Friday, July 25, 2008

Parágrafo Perdido #2

Tinha acordado meio estranho. Igual, mas diferente. Não era mau-humor, como normalmente me acontece às segundas e às quintas. Eu estava preso. Me sentia como um pobre diabo no corredor da morte, fazendo a mesma coisa que faz todas as manhãs, um dia de cada vez em direção ao destino que já lhe foi traçado vários anos antes – e que ainda vai demorar outros tantos anos pra chegar. E isso me deixou puto. Fui tomar café e tudo me irritava. A cestinha de pão no meio da mesa me enchia de raiva. O pote de geléia. Minha xícara do Garfield. Tudo parecia um alarme escandaloso que escancarava pro mundo inteiro o quanto minha vida  era patética e desinteressante. E como eu não tinha escapatória dela. Dirigi até o trabalho buzinando muito, coisa que nunca faço, pros idiotas que insistiam em se meter na minha frente ou não me deixavam mudar de pista, todos fazendo isso de propósito só pra me incomodar, claro.
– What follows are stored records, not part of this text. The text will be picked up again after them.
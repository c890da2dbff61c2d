//! Store error taxonomy.

use thiserror::Error;

#[derive(Debug, Error)]
pub enum StoreError {
    #[error("redis connection error: {0}")]
    Connection(#[from] redis::RedisError),

    #[error("serialization error: {0}")]
    Serde(#[from] serde_json::Error),

    #[error("encryption error: {0}")]
    Crypto(String),

    #[error("not found: {0}")]
    NotFound(String),

    #[error("store is disconnected and has no fallback entry for {0}")]
    Unavailable(String),
}

pub type StoreResult<T> = std::result::Result<T, StoreError>;

impl From<StoreError> for auction_core::CoreError {
    fn from(e: StoreError) -> Self {
        auction_core::CoreError::Store(e.to_string())
    }
}
//! Per-subscriber session state: auth flag, subscription set and bounded
//! outbound queue.

use std::collections::HashSet;
use std::sync::atomic::{AtomicBool, Ordering};

use parking_lot::RwLock;
use tokio::sync::mpsc;
use uuid::Uuid;

use crate::message::ServerFrame;

/// Sentinel subscription id meaning "every auction": subscribing with
/// no ids means subscribe to all.
pub const ALL_AUCTIONS: &str = "*";

pub struct Session {
    pub id: Uuid,
    tx: mpsc::Sender<ServerFrame>,
    authenticated: AtomicBool,
    subscriptions: RwLock<HashSet<String>>,
}

impl Session {
    pub fn new(id: Uuid, tx: mpsc::Sender<ServerFrame>) -> Self {
        Self {
            id,
            tx,
            authenticated: AtomicBool::new(false),
            subscriptions: RwLock::new(HashSet::new()),
        }
    }

    pub fn is_authenticated(&self) -> bool {
        self.authenticated.load(Ordering::Acquire)
    }

    pub fn set_authenticated(&self, value: bool) {
        self.authenticated.store(value, Ordering::Release);
    }

    pub fn subscribe(&self, auction_ids: &[String]) {
        let mut subs = self.subscriptions.write();
        if auction_ids.is_empty() {
            subs.insert(ALL_AUCTIONS.to_string());
            return;
        }
        for id in auction_ids {
            subs.insert(id.clone());
        }
    }

    pub fn unsubscribe(&self, auction_ids: &[String]) {
        let mut subs = self.subscriptions.write();
        if auction_ids.is_empty() {
            subs.clear();
            return;
        }
        for id in auction_ids {
            subs.remove(id);
        }
    }

    pub fn is_subscribed(&self, auction_id: &str) -> bool {
        let subs = self.subscriptions.read();
        subs.contains(ALL_AUCTIONS) || subs.contains(auction_id)
    }

    /// Non-blocking send, preferring to drop the message over blocking the
    /// broadcast fan-out on one slow subscriber.
    pub fn try_send(&self, frame: ServerFrame) -> Result<(), TrySendOutcome> {
        match self.tx.try_send(frame) {
            Ok(()) => Ok(()),
            Err(mpsc::error::TrySendError::Full(_)) => Err(TrySendOutcome::Full),
            Err(mpsc::error::TrySendError::Closed(_)) => Err(TrySendOutcome::Closed),
        }
    }
}

#[derive(Debug, Clone, Copy, PartialEq, Eq)]
pub enum TrySendOutcome {
    Full,
    Closed,
}

#[cfg(test)]
mod tests {
    use super::*;

    fn make_session() -> (Session, mpsc::Receiver<ServerFrame>) {
        let (tx, rx) = mpsc::channel(4);
        (Session::new(Uuid::new_v4(), tx), rx)
    }

    #[test]
    fn empty_subscribe_means_all() {
        let (session, _rx) = make_session();
        session.subscribe(&[]);
        assert!(session.is_subscribed("anything"));
    }

    #[test]
    fn specific_subscribe_is_scoped() {
        let (session, _rx) = make_session();
        session.subscribe(&["123456".to_string()]);
        assert!(session.is_subscribed("123456"));
        assert!(!session.is_subscribed("999999"));
    }

    #[test]
    fn full_queue_reports_full_not_closed() {
        let (session, _rx) = make_session();
        for _ in 0..4 {
            session.try_send(ServerFrame::Pong).unwrap();
        }
        assert_eq!(session.try_send(ServerFrame::Pong), Err(TrySendOutcome::Full));
    }
}
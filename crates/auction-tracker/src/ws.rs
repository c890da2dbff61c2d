//! WebSocket transport: split the socket, drain an outbound channel in
//! one task while folding inbound frames in the loop that owns the
//! socket's sender half.

use std::net::SocketAddr;
use std::sync::Arc;

use axum::extract::ws::{Message, WebSocket, WebSocketUpgrade};
use axum::extract::{ConnectInfo, State};
use axum::response::{IntoResponse, Response};
use axum::http::StatusCode;
use auction_broadcast::{ClientFrame, ServerFrame};
use futures_util::{SinkExt, StreamExt};
use tracing::{debug, info, warn};

use crate::boundary::BoundaryApi;
use crate::server::AppState;
use crate::validation;

pub async fn ws_handler(
    State(state): State<AppState>,
    ConnectInfo(addr): ConnectInfo<SocketAddr>,
    ws: WebSocketUpgrade,
) -> Response {
    if !state.rate_limiters.ws_accept.try_accept(addr.ip()) {
        warn!(ip = %addr.ip(), "WebSocket accept rate limit exceeded");
        return (StatusCode::TOO_MANY_REQUESTS, "rate limit exceeded").into_response();
    }
    ws.on_upgrade(move |socket| handle_connection(socket, state))
}

async fn handle_connection(socket: WebSocket, state: AppState) {
    let (session_id, mut outbound_rx) = state.broadcaster.on_connect();
    let (mut sender, mut receiver) = socket.split();

    if sender
        .send(Message::Text(
            serde_json::to_string(&ServerFrame::Connected { session_id })
                .unwrap_or_default()
                .into(),
        ))
        .await
        .is_err()
    {
        state.broadcaster.on_disconnect(session_id);
        return;
    }

    let mut outbound_task = tokio::spawn(async move {
        while let Some(frame) = outbound_rx.recv().await {
            let Ok(json) = serde_json::to_string(&frame) else {
                continue;
            };
            if sender.send(Message::Text(json.into())).await.is_err() {
                break;
            }
        }
    });

    loop {
        tokio::select! {
            frame = receiver.next() => {
                match frame {
                    Some(Ok(Message::Text(raw))) => {
                        handle_client_frame(&state, session_id, &raw).await;
                    }
                    Some(Ok(Message::Close(_))) | None => break,
                    Some(Ok(_)) => {}
                    Some(Err(e)) => {
                        debug!(error = %e, "WebSocket receive error");
                        break;
                    }
                }
            }
            _ = &mut outbound_task => break,
        }
    }

    state.broadcaster.on_disconnect(session_id);
    info!(session_id = %session_id, sessions = state.broadcaster.session_count(), "subscriber session closed");
}

async fn handle_client_frame(state: &AppState, session_id: uuid::Uuid, raw: &str) {
    let frame: ClientFrame = match serde_json::from_str(raw) {
        Ok(f) => f,
        Err(e) => {
            let _ = state.broadcaster.notify(
                session_id,
                ServerFrame::Error {
                    message: format!("malformed frame: {e}"),
                    code: "VALIDATION_ERROR".into(),
                },
            );
            return;
        }
    };

    if frame.requires_auth() && !state.broadcaster.is_authenticated(session_id) {
        let _ = state.broadcaster.notify(
            session_id,
            ServerFrame::Error {
                message: "authenticate first".into(),
                code: "AUTH_ERROR".into(),
            },
        );
        return;
    }

    match frame {
        ClientFrame::Authenticate { token } => {
            let ok = state
                .broadcaster
                .authenticate(session_id, &token)
                .unwrap_or(false);
            let _ = state
                .broadcaster
                .notify(session_id, ServerFrame::Authenticated { success: ok });
            if ok {
                let auctions = state.boundary.get_monitored();
                let _ = state.broadcaster.send_snapshot(session_id, auctions);
            }
        }
        ClientFrame::Subscribe { auction_ids } => {
            let _ = state.broadcaster.subscribe(session_id, auction_ids);
        }
        ClientFrame::Unsubscribe { auction_ids } => {
            let _ = state.broadcaster.unsubscribe(session_id, auction_ids);
        }
        ClientFrame::StartMonitoring {
            auction_id,
            title,
            url,
            image_url,
            config,
        } => {
            reply_with_outcome(
                &state.broadcaster,
                session_id,
                start_monitoring(&state.boundary, auction_id.clone(), title, url, image_url, config)
                    .await,
            );
        }
        ClientFrame::StopMonitoring { auction_id } => {
            let success = state.boundary.stop_monitoring(&auction_id).await;
            let _ = state.broadcaster.notify(
                session_id,
                ServerFrame::Response {
                    success,
                    error: None,
                    code: None,
                },
            );
        }
        ClientFrame::UpdateConfig { auction_id, config } => {
            let result = state.boundary.update_config(&auction_id, config).await;
            reply_with_outcome(&state.broadcaster, session_id, result);
        }
        ClientFrame::PlaceBid { auction_id, amount } => {
            if validation::validate_bid_amount(amount).is_err()
                || !state.rate_limiters.bid.try_accept(auction_id.clone())
            {
                let _ = state.broadcaster.notify(
                    session_id,
                    ServerFrame::BidResult {
                        auction_id,
                        success: false,
                        error_kind: None,
                    },
                );
                return;
            }
            match state.boundary.place_bid(&auction_id, amount).await {
                Ok(result) => {
                    let _ = state.broadcaster.notify(
                        session_id,
                        ServerFrame::BidResult {
                            auction_id,
                            success: result.success,
                            error_kind: result.outcome.and_then(|o| o.error_kind),
                        },
                    );
                }
                Err(e) => {
                    let _ = state.broadcaster.notify(
                        session_id,
                        ServerFrame::Error {
                            message: e.to_string(),
                            code: e.code().to_string(),
                        },
                    );
                }
            }
        }
        ClientFrame::GetMonitoredAuctions => {
            let auctions = state.boundary.get_monitored();
            let _ = state
                .broadcaster
                .notify(session_id, ServerFrame::AuctionState { auctions });
        }
        ClientFrame::Ping => {
            let _ = state.broadcaster.notify(session_id, ServerFrame::Pong);
        }
    }
}

async fn start_monitoring(
    boundary: &Arc<BoundaryApi>,
    auction_id: String,
    title: String,
    url: String,
    image_url: String,
    config: auction_core::PartialAuctionConfig,
) -> crate::error::AppResult<()> {
    validation::validate_auction_id(&auction_id)?;
    let metadata = auction_core::AuctionMetadata {
        title,
        url,
        image_url,
    };
    boundary.start_monitoring(auction_id, metadata, config).await?;
    Ok(())
}

fn reply_with_outcome(
    broadcaster: &auction_broadcast::Broadcaster,
    session_id: uuid::Uuid,
    result: crate::error::AppResult<()>,
) {
    let frame = match result {
        Ok(()) => ServerFrame::Response {
            success: true,
            error: None,
            code: None,
        },
        Err(e) => ServerFrame::Response {
            success: false,
            error: Some(e.to_string()),
            code: Some(e.code().to_string()),
        },
    };
    let _ = broadcaster.notify(session_id, frame);
}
No escritório eu quase explodi. Aquele computador velho com o qual luto todos os dias pra poder trabalhar, entregue pra mim quase que como favor, como se fosse muito mais do que eu mereço, refletia minha cara medíocre e incapaz de reivindicar algo melhor. E aí fiquei com mais raiva ainda. Como eu era feio! Meu chefe apareceu e então eu percebi a enorme cara de filho da puta que ele tinha. Falava comigo como se eu não fosse digno, como se tivesse que dar graças a Deus por ter recebido a oportunidade de me matar todos os dias pra ganhar um salário miserável que nem paga minhas contas no final do mês. Que filho da puta! Só um louco pra não tomar uma atitude numa situação dessas. E posso até ser um covarde acomodado sem qualquer perspectiva de felicidade, mas louco de jeito nenhum!